After completing my project for last year‘s Summer of Code my degree was delayed for a while because of flunking a few courses. Glass half full, this gave me the chance to participate once more before I finally graduate this summer — Deo volente.
In a repeat of last year I once again became a duplicate student as my proposals for both Fedora and Tor projects ended up in top slots. Both organizations were really nice in the de-duplication process and inquired about my preference which inclined towards Tor since it allowed me to contribute to fields of privacy and anonymity. In words of Free Software Foundation:
Using free software, Tor has enabled roughly 36 million people around the world to experience freedom of access and expression on the Internet while keeping them in control of their privacy and anonymity.

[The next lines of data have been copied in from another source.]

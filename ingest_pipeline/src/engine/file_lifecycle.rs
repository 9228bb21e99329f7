// /////////////////////////////////////////////////////////////////////////////
// Optimized Adaptive Pipeline RS
// Copyright (c) 2025 Michael Gardner, A Bit of Help, Inc.
// SPDX-License-Identifier: BSD-3-Clause
// See LICENSE file in the project root.
// /////////////////////////////////////////////////////////////////////////////

//! Post-run file movement: successfully processed source files
//! move to `processed/`, failed ones move to `errors/` with a `.error`
//! sidecar. Grounded in
//! `original_source/rag_framework/utils/file_manager.py`'s
//! `move_file_to_processed`/`move_file_to_errors`/`_compute_destination_path`
//! (structure preservation, numeric-suffix collision handling). The
//! extraction stage records outcomes into an [`crate::extraction::outcome_log::OutcomeLog`]
//! during the run; this runs once afterward against the finished snapshot.

use crate::extraction::outcome_log::FileOutcome;
use ingest_domain::IngestError;
use std::path::{Path, PathBuf};

pub struct FileLifecycle {
    pub watch_root: PathBuf,
    pub processed_dir: PathBuf,
    pub errors_dir: PathBuf,
    pub preserve_structure: bool,
}

impl FileLifecycle {
    pub fn new(watch_root: PathBuf, processed_dir: PathBuf, errors_dir: PathBuf) -> Self {
        Self { watch_root, processed_dir, errors_dir, preserve_structure: true }
    }

    /// Moves every outcome's source file to `processed/` or `errors/`,
    /// logging and continuing past individual move failures (a missing or
    /// already-moved file is not fatal to the run).
    pub fn apply(&self, outcomes: &[FileOutcome]) -> Result<(), IngestError> {
        for outcome in outcomes {
            if !outcome.path.exists() {
                tracing::warn!(path = %outcome.path.display(), "source file missing for lifecycle move, skipping");
                continue;
            }
            let result = if outcome.succeeded {
                self.move_to(&outcome.path, &self.processed_dir, None)
            } else {
                self.move_to(&outcome.path, &self.errors_dir, outcome.error.as_deref())
            };
            if let Err(e) = result {
                tracing::error!(path = %outcome.path.display(), error = %e, "file lifecycle move failed");
            }
        }
        Ok(())
    }

    fn destination(&self, source: &Path, dest_dir: &Path) -> PathBuf {
        let relative = if self.preserve_structure {
            source.parent().and_then(|parent| parent.strip_prefix(&self.watch_root).ok())
        } else {
            None
        };
        let mut dest = match relative {
            Some(rel) if !rel.as_os_str().is_empty() => dest_dir.join(rel),
            _ => dest_dir.to_path_buf(),
        };
        let file_name = source.file_name().unwrap_or_default();
        dest.push(file_name);

        let mut candidate = dest.clone();
        let mut counter = 1u32;
        while candidate.exists() {
            let stem = dest.file_stem().and_then(|s| s.to_str()).unwrap_or("file");
            let extension = dest.extension().and_then(|e| e.to_str());
            let numbered = match extension {
                Some(ext) => format!("{stem}_{counter}.{ext}"),
                None => format!("{stem}_{counter}"),
            };
            candidate = dest.with_file_name(numbered);
            counter += 1;
        }
        candidate
    }

    fn move_to(&self, source: &Path, dest_dir: &Path, error_msg: Option<&str>) -> Result<PathBuf, IngestError> {
        let dest = self.destination(source, dest_dir);
        if let Some(parent) = dest.parent() {
            std::fs::create_dir_all(parent)?;
        }
        std::fs::rename(source, &dest)?;

        if let Some(msg) = error_msg {
            let sidecar = dest.with_extension(format!(
                "{}.error",
                dest.extension().and_then(|e| e.to_str()).unwrap_or("")
            ));
            std::fs::write(&sidecar, format!("error: {msg}\nsource: {}\n", source.display()))?;
        }
        Ok(dest)
    }
}

#[cfg(test)]
mod tests {
    use super::*;
    use chrono::Utc;

    fn outcome(path: PathBuf, succeeded: bool, error: Option<&str>) -> FileOutcome {
        FileOutcome { path, succeeded, error: error.map(String::from), timestamp: Utc::now() }
    }

    #[test]
    fn moves_succeeded_file_into_processed_preserving_structure() {
        let dir = tempfile::tempdir().unwrap();
        let watch_root = dir.path().join("input");
        std::fs::create_dir_all(watch_root.join("sub")).unwrap();
        let source = watch_root.join("sub").join("a.txt");
        std::fs::write(&source, "hi").unwrap();

        let lifecycle = FileLifecycle::new(watch_root.clone(), dir.path().join("processed"), dir.path().join("errors"));
        lifecycle.apply(&[outcome(source.clone(), true, None)]).unwrap();

        assert!(!source.exists());
        assert!(dir.path().join("processed").join("sub").join("a.txt").exists());
    }

    #[test]
    fn moves_failed_file_into_errors_with_sidecar() {
        let dir = tempfile::tempdir().unwrap();
        let watch_root = dir.path().join("input");
        std::fs::create_dir_all(&watch_root).unwrap();
        let source = watch_root.join("bad.pdf");
        std::fs::write(&source, "hi").unwrap();

        let lifecycle = FileLifecycle::new(watch_root, dir.path().join("processed"), dir.path().join("errors"));
        lifecycle.apply(&[outcome(source.clone(), false, Some("no text layer"))]).unwrap();

        let moved = dir.path().join("errors").join("bad.pdf");
        assert!(moved.exists());
        assert!(moved.with_extension("pdf.error").exists());
    }

    #[test]
    fn collision_gets_numeric_suffix() {
        let dir = tempfile::tempdir().unwrap();
        let watch_root = dir.path().join("input");
        std::fs::create_dir_all(&watch_root).unwrap();
        std::fs::create_dir_all(dir.path().join("processed")).unwrap();
        std::fs::write(dir.path().join("processed").join("a.txt"), "existing").unwrap();
        let source = watch_root.join("a.txt");
        std::fs::write(&source, "new").unwrap();

        let lifecycle = FileLifecycle::new(watch_root, dir.path().join("processed"), dir.path().join("errors"));
        lifecycle.apply(&[outcome(source, true, None)]).unwrap();

        assert!(dir.path().join("processed").join("a_1.txt").exists());
    }
}
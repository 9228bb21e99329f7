// /////////////////////////////////////////////////////////////////////////////
// Optimized Adaptive Pipeline RS
// Copyright (c) 2025 Michael Gardner, A Bit of Help, Inc.
// SPDX-License-Identifier: BSD-3-Clause
// See LICENSE file in the project root.
// /////////////////////////////////////////////////////////////////////////////

//! Sequential stage orchestration over the blackboard. Grounded in
//! `adaptive_pipeline_domain::services::pipeline_service`'s stage
//! orchestration concept, simplified from its event/observer machinery
//! since a single in-process run has no listeners to notify: the engine's
//! only job is running each enabled stage in order and deciding whether a
//! failure aborts the run.

use ingest_domain::services::Stage;
use ingest_domain::{Blackboard, IngestError};
use std::sync::Arc;

/// Runs a fixed, ordered list of stages against one blackboard.
///
/// `validate_config` runs for every stage at construction time — a
/// misconfigured stage is a startup error, never a mid-run surprise.
pub struct StageEngine {
    stages: Vec<Arc<dyn Stage>>,
}

impl StageEngine {
    pub fn new(stages: Vec<Arc<dyn Stage>>) -> Result<Self, IngestError> {
        for stage in &stages {
            stage
                .validate_config()
                .map_err(|e| IngestError::stage_fatal(stage.name(), e))?;
        }
        Ok(Self { stages })
    }

    pub fn stage_names(&self) -> Vec<&str> {
        self.stages.iter().map(|s| s.name()).collect()
    }

    /// Runs every stage in declared order. A fatal `StageError` aborts the
    /// run immediately; a non-fatal one is logged and the run continues
    /// with the blackboard as it stood before that stage.
    pub async fn run(&self, mut board: Blackboard) -> Result<Blackboard, IngestError> {
        for stage in &self.stages {
            let before = board.clone();
            match stage.execute(board).await {
                Ok(next) => {
                    tracing::debug!(stage = stage.name(), "stage completed");
                    board = next;
                }
                Err(err) if err.fatal => {
                    tracing::error!(stage = stage.name(), error = %err.source, "fatal stage failure, aborting run");
                    return Err(IngestError::stage_fatal(err.stage, err.source));
                }
                Err(err) => {
                    tracing::warn!(stage = stage.name(), error = %err.source, "recoverable stage failure, continuing");
                    board = before;
                }
            }
        }
        Ok(board)
    }
}

#[cfg(test)]
mod tests {
    use super::*;
    use async_trait::async_trait;
    use ingest_domain::services::StageError;
    use std::sync::atomic::{AtomicUsize, Ordering};

    struct CountingStage {
        label: &'static str,
        calls: Arc<AtomicUsize>,
        fail: Option<bool>,
    }

    #[async_trait]
    impl Stage for CountingStage {
        fn name(&self) -> &str {
            self.label
        }

        fn validate_config(&self) -> Result<(), IngestError> {
            Ok(())
        }

        async fn execute(&self, board: Blackboard) -> Result<Blackboard, StageError> {
            self.calls.fetch_add(1, Ordering::SeqCst);
            match self.fail {
                Some(true) => Err(StageError::fatal(self.label, IngestError::configuration("boom"))),
                Some(false) => Err(StageError::recoverable(self.label, IngestError::configuration("meh"))),
                None => Ok(board),
            }
        }
    }

    #[tokio::test]
    async fn runs_all_stages_in_order_when_none_fail() {
        let calls = Arc::new(AtomicUsize::new(0));
        let engine = StageEngine::new(vec![
            Arc::new(CountingStage { label: "a", calls: calls.clone(), fail: None }),
            Arc::new(CountingStage { label: "b", calls: calls.clone(), fail: None }),
        ])
        .unwrap();
        engine.run(Blackboard::new()).await.unwrap();
        assert_eq!(calls.load(Ordering::SeqCst), 2);
    }

    #[tokio::test]
    async fn aborts_on_fatal_stage_error() {
        let calls = Arc::new(AtomicUsize::new(0));
        let engine = StageEngine::new(vec![
            Arc::new(CountingStage { label: "a", calls: calls.clone(), fail: Some(true) }),
            Arc::new(CountingStage { label: "b", calls: calls.clone(), fail: None }),
        ])
        .unwrap();
        let err = engine.run(Blackboard::new()).await.unwrap_err();
        assert!(err.to_string().contains("stage 'a' failed"));
        assert_eq!(calls.load(Ordering::SeqCst), 1);
    }

    #[tokio::test]
    async fn continues_past_recoverable_stage_error() {
        let calls = Arc::new(AtomicUsize::new(0));
        let engine = StageEngine::new(vec![
            Arc::new(CountingStage { label: "a", calls: calls.clone(), fail: Some(false) }),
            Arc::new(CountingStage { label: "b", calls: calls.clone(), fail: None }),
        ])
        .unwrap();
        engine.run(Blackboard::new()).await.unwrap();
        assert_eq!(calls.load(Ordering::SeqCst), 2);
    }
}
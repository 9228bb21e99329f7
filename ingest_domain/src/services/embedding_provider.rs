// /////////////////////////////////////////////////////////////////////////////
// Optimized Adaptive Pipeline RS
// Copyright (c) 2025 Michael Gardner, A Bit of Help, Inc.
// SPDX-License-Identifier: BSD-3-Clause
// See LICENSE file in the project root.
// /////////////////////////////////////////////////////////////////////////////

//! The embedding provider capability. A batch call, not one call per
//! chunk, so providers can use their own wire-level batching.

use crate::error::IngestError;
use async_trait::async_trait;

#[async_trait]
pub trait EmbeddingProvider: Send + Sync {
    fn provider_name(&self) -> &str;
    fn model_name(&self) -> &str;

    /// Fixed by `(provider, model)`; must be uniform across a run.
    fn dimensions(&self) -> usize;

    async fn embed_batch(&self, texts: &[String]) -> Result<Vec<Vec<f32>>, IngestError>;
}
// /////////////////////////////////////////////////////////////////////////////
// Optimized Adaptive Pipeline RS
// Copyright (c) 2025 Michael Gardner, A Bit of Help, Inc.
// SPDX-License-Identifier: BSD-3-Clause
// See LICENSE file in the project root.
// /////////////////////////////////////////////////////////////////////////////

//! The normalization stage: L2-normalizes each embedding, validates
//! embedding and metadata, rewrites chunk text through the configured
//! Unicode/accent/quote transforms, and whitelists metadata keys. Grounded
//! in `original_source/rag_framework/steps/step_07_normalization.py`'s
//! `execute`/`_validate_embedding`/`_validate_metadata_fields`/
//! `_normalize_metadata`.

use crate::config::NormalizationConfig;
use crate::normalization::transform;
use ingest_domain::entities::{EmbeddedChunk, NormalizedChunk};
use ingest_domain::services::{Stage, StageError};
use ingest_domain::{Blackboard, BlackboardKey, IngestError};
use std::collections::BTreeMap;

pub struct NormalizationStage {
    config: NormalizationConfig,
}

impl NormalizationStage {
    pub fn new(config: NormalizationConfig) -> Self {
        Self { config }
    }

    fn validate_embedding(embedding: &[f32]) -> Result<(), String> {
        if embedding.is_empty() {
            return Err("embedding is empty".to_string());
        }
        if embedding.iter().any(|v| v.is_nan()) {
            return Err("embedding contains NaN".to_string());
        }
        if embedding.iter().any(|v| v.is_infinite()) {
            return Err("embedding contains an infinite value".to_string());
        }
        let norm: f32 = embedding.iter().map(|v| v * v).sum::<f32>().sqrt();
        if norm == 0.0 {
            return Err("embedding has zero norm".to_string());
        }
        Ok(())
    }

    fn validate_metadata_fields(chunk: &EmbeddedChunk) -> Result<(), String> {
        if chunk.enriched.chunk.text.trim().is_empty() {
            return Err("'text' field is empty".to_string());
        }
        if chunk.enriched.chunk.source_file.trim().is_empty() {
            return Err("'source_file' field is missing".to_string());
        }
        Ok(())
    }

    fn normalize_l2(embedding: &[f32]) -> Vec<f32> {
        let norm: f32 = embedding.iter().map(|v| v * v).sum::<f32>().sqrt();
        if norm == 0.0 {
            embedding.to_vec()
        } else {
            embedding.iter().map(|v| v / norm).collect()
        }
    }

    fn normalize_text(&self, text: &str) -> String {
        let mut text = transform::apply_unicode_form(text, self.config.unicode_form.as_deref());
        if self.config.strip_accents {
            text = transform::strip_accents(&text);
        }
        if self.config.standardize_quotes {
            text = transform::standardize_quotes(&text);
        }
        text
    }

    fn build_metadata(&self, chunk: &EmbeddedChunk) -> BTreeMap<String, String> {
        let mut metadata = BTreeMap::new();
        metadata.insert("source_file".to_string(), chunk.enriched.chunk.source_file.clone());
        metadata.insert("chunk_index".to_string(), chunk.enriched.chunk.chunk_index.to_string());
        metadata.insert("content_hash".to_string(), chunk.enriched.content_hash.as_str().to_string());
        metadata.insert("sensitivity".to_string(), chunk.enriched.sensitivity.as_str().to_string());
        metadata.insert("document_type".to_string(), chunk.enriched.document_type.clone());
        metadata.insert(
            "regulatory_tags".to_string(),
            chunk.enriched.regulatory_tags.iter().cloned().collect::<Vec<_>>().join(","),
        );
        metadata.insert("processed_at".to_string(), chunk.enriched.processed_at.to_rfc3339());

        if self.config.drop_null_metadata {
            metadata.retain(|_, v| !v.is_empty());
        }
        if !self.config.metadata_whitelist.is_empty() {
            let whitelist = &self.config.metadata_whitelist;
            metadata.retain(|k, _| whitelist.contains(k));
        }
        metadata
    }
}

#[async_trait::async_trait]
impl Stage for NormalizationStage {
    fn name(&self) -> &str {
        "normalization"
    }

    fn validate_config(&self) -> Result<(), IngestError> {
        if let Some(form) = &self.config.unicode_form {
            if !matches!(form.as_str(), "NFC" | "NFKC" | "NFD" | "NFKD") {
                return Err(IngestError::configuration(format!("unknown unicode form '{form}'")));
            }
        }
        Ok(())
    }

    async fn execute(&self, mut board: Blackboard) -> Result<Blackboard, StageError> {
        let embedded: Vec<EmbeddedChunk> = Blackboard::require(&board.embedded_chunks, BlackboardKey::EmbeddedChunks)
            .map_err(|e| StageError::fatal(self.name(), e))?
            .clone();

        if embedded.is_empty() {
            tracing::warn!("no chunks to normalize");
            board.normalized_chunks = Some(Vec::new());
            return Ok(board);
        }

        let mut normalized_chunks = Vec::with_capacity(embedded.len());
        let mut validation_errors: Vec<String> = Vec::new();

        for mut chunk in embedded {
            let mut errors = Vec::new();
            if let Err(e) = Self::validate_embedding(&chunk.embedding) {
                errors.push(e);
            }
            if let Err(e) = Self::validate_metadata_fields(&chunk) {
                errors.push(e);
            }
            if !errors.is_empty() {
                validation_errors.push(format!("chunk {}: {}", chunk.enriched.chunk.chunk_index, errors.join("; ")));
                if self.config.skip_invalid {
                    continue;
                }
            }

            chunk.enriched.chunk.text = self.normalize_text(&chunk.enriched.chunk.text);
            chunk.embedding = Self::normalize_l2(&chunk.embedding);

            let metadata = self.build_metadata(&chunk);
            normalized_chunks.push(NormalizedChunk::new(chunk, metadata));
        }

        if !validation_errors.is_empty() {
            tracing::warn!(count = validation_errors.len(), "normalization validation errors");
            for error in validation_errors.iter().take(5) {
                tracing::warn!("{error}");
            }
        }

        tracing::info!(count = normalized_chunks.len(), "normalization stage complete");
        board.normalized_chunks = Some(normalized_chunks);
        Ok(board)
    }
}

#[cfg(test)]
mod tests {
    use super::*;
    use ingest_domain::entities::Chunk;
    use ingest_domain::value_objects::{ChunkingStrategy, Sensitivity};
    use ingest_domain::entities::EnrichedChunk;
    use std::collections::BTreeSet;

    fn embedded(text: &str, embedding: Vec<f32>) -> EmbeddedChunk {
        let chunk = Chunk::new(text.to_string(), "doc.txt", 0, 1, ChunkingStrategy::Fixed);
        let enriched = EnrichedChunk::from_chunk(chunk, Sensitivity::Public, "other", BTreeSet::new());
        EmbeddedChunk::new(enriched, embedding, "simulated", "simulated-384")
    }

    #[tokio::test]
    async fn normalizes_embedding_to_unit_norm() {
        let stage = NormalizationStage::new(NormalizationConfig::default());
        let mut board = Blackboard::new();
        board.embedded_chunks = Some(vec![embedded("hello", vec![3.0, 4.0])]);
        let board = stage.execute(board).await.unwrap();
        let normalized = board.normalized_chunks.unwrap();
        assert_eq!(normalized.len(), 1);
        assert!(normalized[0].embedding_is_unit_norm());
    }

    #[tokio::test]
    async fn skips_invalid_embedding_when_configured() {
        let stage = NormalizationStage::new(NormalizationConfig::default());
        let mut board = Blackboard::new();
        board.embedded_chunks = Some(vec![embedded("hello", vec![0.0, 0.0])]);
        let board = stage.execute(board).await.unwrap();
        assert!(board.normalized_chunks.unwrap().is_empty());
    }

    #[tokio::test]
    async fn metadata_whitelist_filters_keys() {
        let mut config = NormalizationConfig::default();
        config.metadata_whitelist = vec!["source_file".to_string()];
        let stage = NormalizationStage::new(config);
        let mut board = Blackboard::new();
        board.embedded_chunks = Some(vec![embedded("hello", vec![1.0, 0.0])]);
        let board = stage.execute(board).await.unwrap();
        let normalized = board.normalized_chunks.unwrap();
        assert_eq!(normalized[0].metadata.len(), 1);
        assert!(normalized[0].metadata.contains_key("source_file"));
    }

    proptest::proptest! {
        /// For any non-zero input embedding, `|‖N.embedding‖₂ − 1| < 1e-6`
        /// after L2 normalization, regardless of dimensionality or magnitude.
        #[test]
        fn l2_normalize_yields_unit_norm_for_any_nonzero_vector(
            values in proptest::collection::vec(-1000.0f32..1000.0f32, 1..32)
        ) {
            proptest::prop_assume!(values.iter().any(|v| *v != 0.0));
            let normalized = NormalizationStage::normalize_l2(&values);
            let norm: f32 = normalized.iter().map(|v| v * v).sum::<f32>().sqrt();
            proptest::prop_assert!((norm - 1.0).abs() < 1e-3);
        }

        /// A zero vector passes through unchanged.
        #[test]
        fn l2_normalize_leaves_zero_vector_unchanged(len in 1usize..16) {
            let zeros = vec![0.0f32; len];
            proptest::prop_assert_eq!(NormalizationStage::normalize_l2(&zeros), zeros);
        }
    }
}
// /////////////////////////////////////////////////////////////////////////////
// Optimized Adaptive Pipeline RS
// Copyright (c) 2025 Michael Gardner, A Bit of Help, Inc.
// SPDX-License-Identifier: BSD-3-Clause
// See LICENSE file in the project root.
// /////////////////////////////////////////////////////////////////////////////

//! Pure classification helpers for enrichment: sensitivity keyword
//! fallback, document-type-by-filename heuristic, and regulatory-tag
//! keyword scan. The LLM sensitivity path lives in `stage.rs` since it
//! needs the rate-limit wrapper and async I/O; these helpers are its
//! synchronous default and fallback.

use ingest_domain::value_objects::Sensitivity;
use std::collections::{BTreeMap, BTreeSet};

const SENSITIVE_KEYWORDS: [&str; 4] = ["confidentiel", "secret", "privé", "interne"];

/// Default sensitivity classifier: bumps to `Confidentiel` on any sensitive
/// keyword hit, otherwise returns the configured default level.
pub fn classify_sensitivity_by_keyword(text: &str, default_level: Sensitivity) -> Sensitivity {
    let lower = text.to_lowercase();
    if SENSITIVE_KEYWORDS.iter().any(|kw| lower.contains(kw)) {
        Sensitivity::Confidentiel
    } else {
        default_level
    }
}

/// Parses an LLM sensitivity reply: first token of the first non-empty
/// line, lowercased; falls back to `default_level` on anything that isn't
/// one of the four known levels.
pub fn parse_llm_sensitivity(response: &str, default_level: Sensitivity) -> Sensitivity {
    let first_line = response.trim().lines().find(|line| !line.trim().is_empty()).unwrap_or("");
    let first_word = first_line.trim().split_whitespace().next().unwrap_or("").to_lowercase();
    first_word.parse::<Sensitivity>().unwrap_or(default_level)
}

/// Classifies document type by keyword match against the source file path,
/// first keyword list to match wins; falls back to `"other"`.
pub fn classify_document_type(source_file: &str, keywords: &BTreeMap<String, Vec<String>>) -> String {
    let lower = source_file.to_lowercase();
    for (doc_type, terms) in keywords {
        if terms.iter().any(|term| lower.contains(&term.to_lowercase())) {
            return doc_type.clone();
        }
    }
    "other".to_string()
}

/// Scans `text` for configured regulatory-framework keywords.
pub fn extract_regulatory_tags(text: &str, keywords: &BTreeMap<String, Vec<String>>) -> BTreeSet<String> {
    let lower = text.to_lowercase();
    keywords
        .iter()
        .filter(|(_, terms)| terms.iter().any(|term| lower.contains(&term.to_lowercase())))
        .map(|(tag, _)| tag.clone())
        .collect()
}

#[cfg(test)]
mod tests {
    use super::*;

    #[test]
    fn keyword_classifier_escalates_on_sensitive_term() {
        let result = classify_sensitivity_by_keyword("this is a secret plan", Sensitivity::Public);
        assert_eq!(result, Sensitivity::Confidentiel);
    }

    #[test]
    fn keyword_classifier_falls_back_to_default() {
        let result = classify_sensitivity_by_keyword("nothing special here", Sensitivity::Interne);
        assert_eq!(result, Sensitivity::Interne);
    }

    #[test]
    fn parses_llm_reply_first_token() {
        let response = "confidentiel\n\nexplanation: this document discusses salaries.";
        assert_eq!(parse_llm_sensitivity(response, Sensitivity::Interne), Sensitivity::Confidentiel);
    }

    #[test]
    fn invalid_llm_reply_falls_back_to_default() {
        let response = "I'm not sure, maybe public?";
        assert_eq!(parse_llm_sensitivity(response, Sensitivity::Secret), Sensitivity::Secret);
    }

    #[test]
    fn document_type_matches_by_filename_keyword() {
        let mut keywords = BTreeMap::new();
        keywords.insert("contract".to_string(), vec!["contract".to_string()]);
        assert_eq!(classify_document_type("2024_supplier_contract.pdf", &keywords), "contract");
        assert_eq!(classify_document_type("notes.txt", &keywords), "other");
    }

    #[test]
    fn regulatory_tags_scans_all_matches() {
        let mut keywords = BTreeMap::new();
        keywords.insert("RGPD".to_string(), vec!["rgpd".to_string()]);
        keywords.insert("ISO27001".to_string(), vec!["iso 27001".to_string()]);
        let tags = extract_regulatory_tags("This policy covers RGPD and ISO 27001 compliance.", &keywords);
        assert!(tags.contains("RGPD"));
        assert!(tags.contains("ISO27001"));
    }
}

Its network has proved pivotal in dissident movements in both Iran and more recently Egypt.
This by no means implies any lesser significance for Fedora in my life and I would have been as much enthused had it been my mentoring organization for the summer instead of EFF. However, since I had to make a choice I went for the option where I would be contributing more directly to privacy enhancing technologies.
My project this summer revolves around improving the excellent Anonymizing Relay Monitor (arm) which is used by the Tor community to monitor and control bridges and relays. The complete proposal can be read here (or via the original PDF). It contains nitty-gritty details of my summer aspirations as well as non-technical stuff like why I want to contribute to this particular field.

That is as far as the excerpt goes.